On this day, an older man walks up to D'Antoni, all smiles, and embraces him. There is a warmth in this place that I've never felt. As we walk back to Benetton's beautiful practice facilities, we are constantly stopped by locals cheering him on.
Inevitably, the topic of returning to the NBA comes up. D'Antoni pauses.
"I don't know," he said. "A lot of the problems that you have to deal with there, you don't have here. Players rule the NBA. Coaches still have some say here. They still have the players' respect. That's tough to get and easy to lose in the NBA. I just don't know."
Three months later, D'Antoni made his decision. He took a job as an assistant for the Suns with the goal of becoming an NBA head coach someday. He told me at the time that he did it for his kids, who preferred to be in U.S. schools, and for the Colangelos, who own the Suns. The Colangelos have a deep fondness for all things Italian, and as far as basketball is concerned, D'Antoni might be the country's finest import. It was just a matter of time before he took over the reigns of the Suns.
It's ironic that he takes the helm at a time when the exact forces he feared are swirling around his team.
Five months ago, Frank Johnson was a hero in Phoenix. He led a team that many considered the worst in the Western Conference into the playoffs, then pushed the World Champion Spurs in the first round. Just six weeks into the new season, however, a slow start, a lack of effort, and the outright quitting by several of his players led to his dismissal.
D'Antoni will have his hands full. The Suns are loaded with young talent, but the roster is capped out. GM Bryan Colangelo claims there won't be any trades or personnel changes in the near future. His best interior player, Amare Stoudemire, is out four weeks with an ankle injury. Rookie Zarko Carbarkapa, the Suns' other talented big man, has a broken wrist.
It's going to take great coaching to turn the Suns around this season. D'Antoni is capable. But will the Suns listen?
"Some of the players have quit," Colangelo told Insider on Wednesday, evening after Johnson's firing. "The guys all have a high level of respect for Mike.

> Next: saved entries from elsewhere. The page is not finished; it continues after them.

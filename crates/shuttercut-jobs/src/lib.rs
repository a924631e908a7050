//! Render job store and manager.
//!
//! This crate owns job records and their lifecycle: submission creates a
//! queued record, a background run drives the render executor and is the
//! sole writer of that job's status/progress/result, and the boundary
//! layer reads consistent snapshots through the query operations.

pub mod error;
pub mod manager;
pub mod store;

pub use error::{JobError, JobResult};
pub use manager::{JobManager, MAX_ERROR_CHARS};
pub use store::{JobStore, RenderSources};
//! Axum API server binary.

use std::net::SocketAddr;

use tracing::{error, info};
use tracing_subscriber::{fmt, prelude::*, EnvFilter};

use shuttercut_api::{create_router, ApiConfig, AppState};

#[tokio::main]
async fn main() {
    // Load environment variables
    dotenvy::dotenv().ok();

    // Initialize tracing with colored output for dev, JSON for production
    let use_json = std::env::var("LOG_FORMAT")
        .map(|v| v.to_lowercase() == "json")
        .unwrap_or(false);

    let env_filter = EnvFilter::from_default_env()
        .add_directive("shuttercut=info".parse().unwrap());

    if use_json {
        tracing_subscriber::registry()
            .with(fmt::layer().json())
            .with(env_filter)
            .init();
    } else {
        tracing_subscriber::registry()
            .with(
                fmt::layer()
                    .with_ansi(true)
                    .with_target(true)
                    .with_thread_ids(false)
                    .with_file(false)
                    .with_line_number(false),
            )
            .with(env_filter)
            .init();
    }

    info!("Starting shuttercut-api");

    // Load configuration
    let config = ApiConfig::from_env();
    info!("API config: host={}, port={}", config.host, config.port);

    // Create application state (resolves ffmpeg/ffprobe, creates dirs)
    let state = match AppState::new(config.clone()) {
        Ok(s) => s,
        Err(e) => {
            error!("Failed to create application state: {}", e);
            std::process::exit(1);
        }
    };

    // Create router
    let app = create_router(state);

    // Bind and serve
    let addr: SocketAddr = format!("{}:{}", config.host, config.port)
        .parse()
        .expect("Invalid bind address");

    info!("Listening on {}", addr);

    let listener = tokio::net::TcpListener::bind(addr).await.unwrap();
    axum::serve(listener, app)
        .with_graceful_shutdown(shutdown_signal())
        .await
        .unwrap();

    info!("Server shutdown complete");
}

async fn shutdown_signal() {
    tokio::signal::ctrl_c()
        .await
        .expect("Failed to install CTRL+C handler");
    info!("Received shutdown signal");
}
//! Wall-clock abstraction
//!
//! Throttle windows and token TTLs read time through [`Clock`] so tests can
//! move time forward without sleeping.

use std::sync::atomic::{AtomicI64, Ordering};
use std::time::Duration;

/// Source of the current Unix time
pub trait Clock: Send + Sync {
    /// Milliseconds since the Unix epoch
    fn now_ms(&self) -> i64;

    fn now_secs(&self) -> i64 {
        self.now_ms().div_euclid(1000)
    }
}

/// System time
#[derive(Debug, Clone, Copy, Default)]
pub struct SystemClock;

impl Clock for SystemClock {
    fn now_ms(&self) -> i64 {
        std::time::SystemTime::now()
            .duration_since(std::time::UNIX_EPOCH)
            .map(|d| d.as_millis() as i64)
            .unwrap_or_default()
    }
}

/// Manually driven clock
///
/// ```rust
/// use std::time::Duration;
/// use platform::clock::{Clock, ManualClock};
///
/// let clock = ManualClock::new(1_000);
/// clock.advance(Duration::from_secs(2));
/// assert_eq!(clock.now_ms(), 3_000);
/// ```
#[derive(Debug, Default)]
pub struct ManualClock {
    now_ms: AtomicI64,
}

impl ManualClock {
    pub fn new(start_ms: i64) -> Self {
        Self {
            now_ms: AtomicI64::new(start_ms),
        }
    }

    pub fn advance(&self, by: Duration) {
        self.now_ms
            .fetch_add(by.as_millis() as i64, Ordering::SeqCst);
    }

    pub fn set(&self, now_ms: i64) {
        self.now_ms.store(now_ms, Ordering::SeqCst);
    }
}

impl Clock for ManualClock {
    fn now_ms(&self) -> i64 {
        self.now_ms.load(Ordering::SeqCst)
    }
}

#[cfg(test)]
mod tests {
    use super::*;

    #[test]
    fn test_system_clock_is_after_2020() {
        // 2020-01-01T00:00:00Z
        assert!(SystemClock.now_ms() > 1_577_836_800_000);
    }

    #[test]
    fn test_manual_clock_moves_only_when_told() {
        let clock = ManualClock::new(5_500);
        assert_eq!(clock.now_ms(), 5_500);
        assert_eq!(clock.now_secs(), 5);

        clock.advance(Duration::from_millis(600));
        assert_eq!(clock.now_ms(), 6_100);

        clock.set(0);
        assert_eq!(clock.now_ms(), 0);
    }
}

He's a tremendous coach. We hope those two go hand-in-hand and we can see the results."
Colangelo claims the players never really lost respect for Johnson, but they had tuned him out. Their lack of response meant it was time for a change.
D'Antoni won't be the disciplinarian or defensive guru some think the Suns need. He likes to play wide-open basketball and relies heavily on the pick-and-roll. He loves small ball, and without Stoudemire, the Suns will need it. The team is pretty small up front and won't have any semblance of a low-post offense.
But X's and O's aren't the issue. It's the players. D'Antoni has to find a way to get them to tune in.
"It's a tough day, in the sense that I feel sorry for Frank," D'Antoni said today. "I was part of the staff that didn't get it done. ... We just weren't all on the same page at the same time. We've had a couple of players go AWOL on us this season, and I think it cost us games. ... The talent is there. They're the ones that have to play. They're the ones that are going to have to make us win."
And if they don't, it's just a matter of time before he'll be back in Italy wondering why he ever left.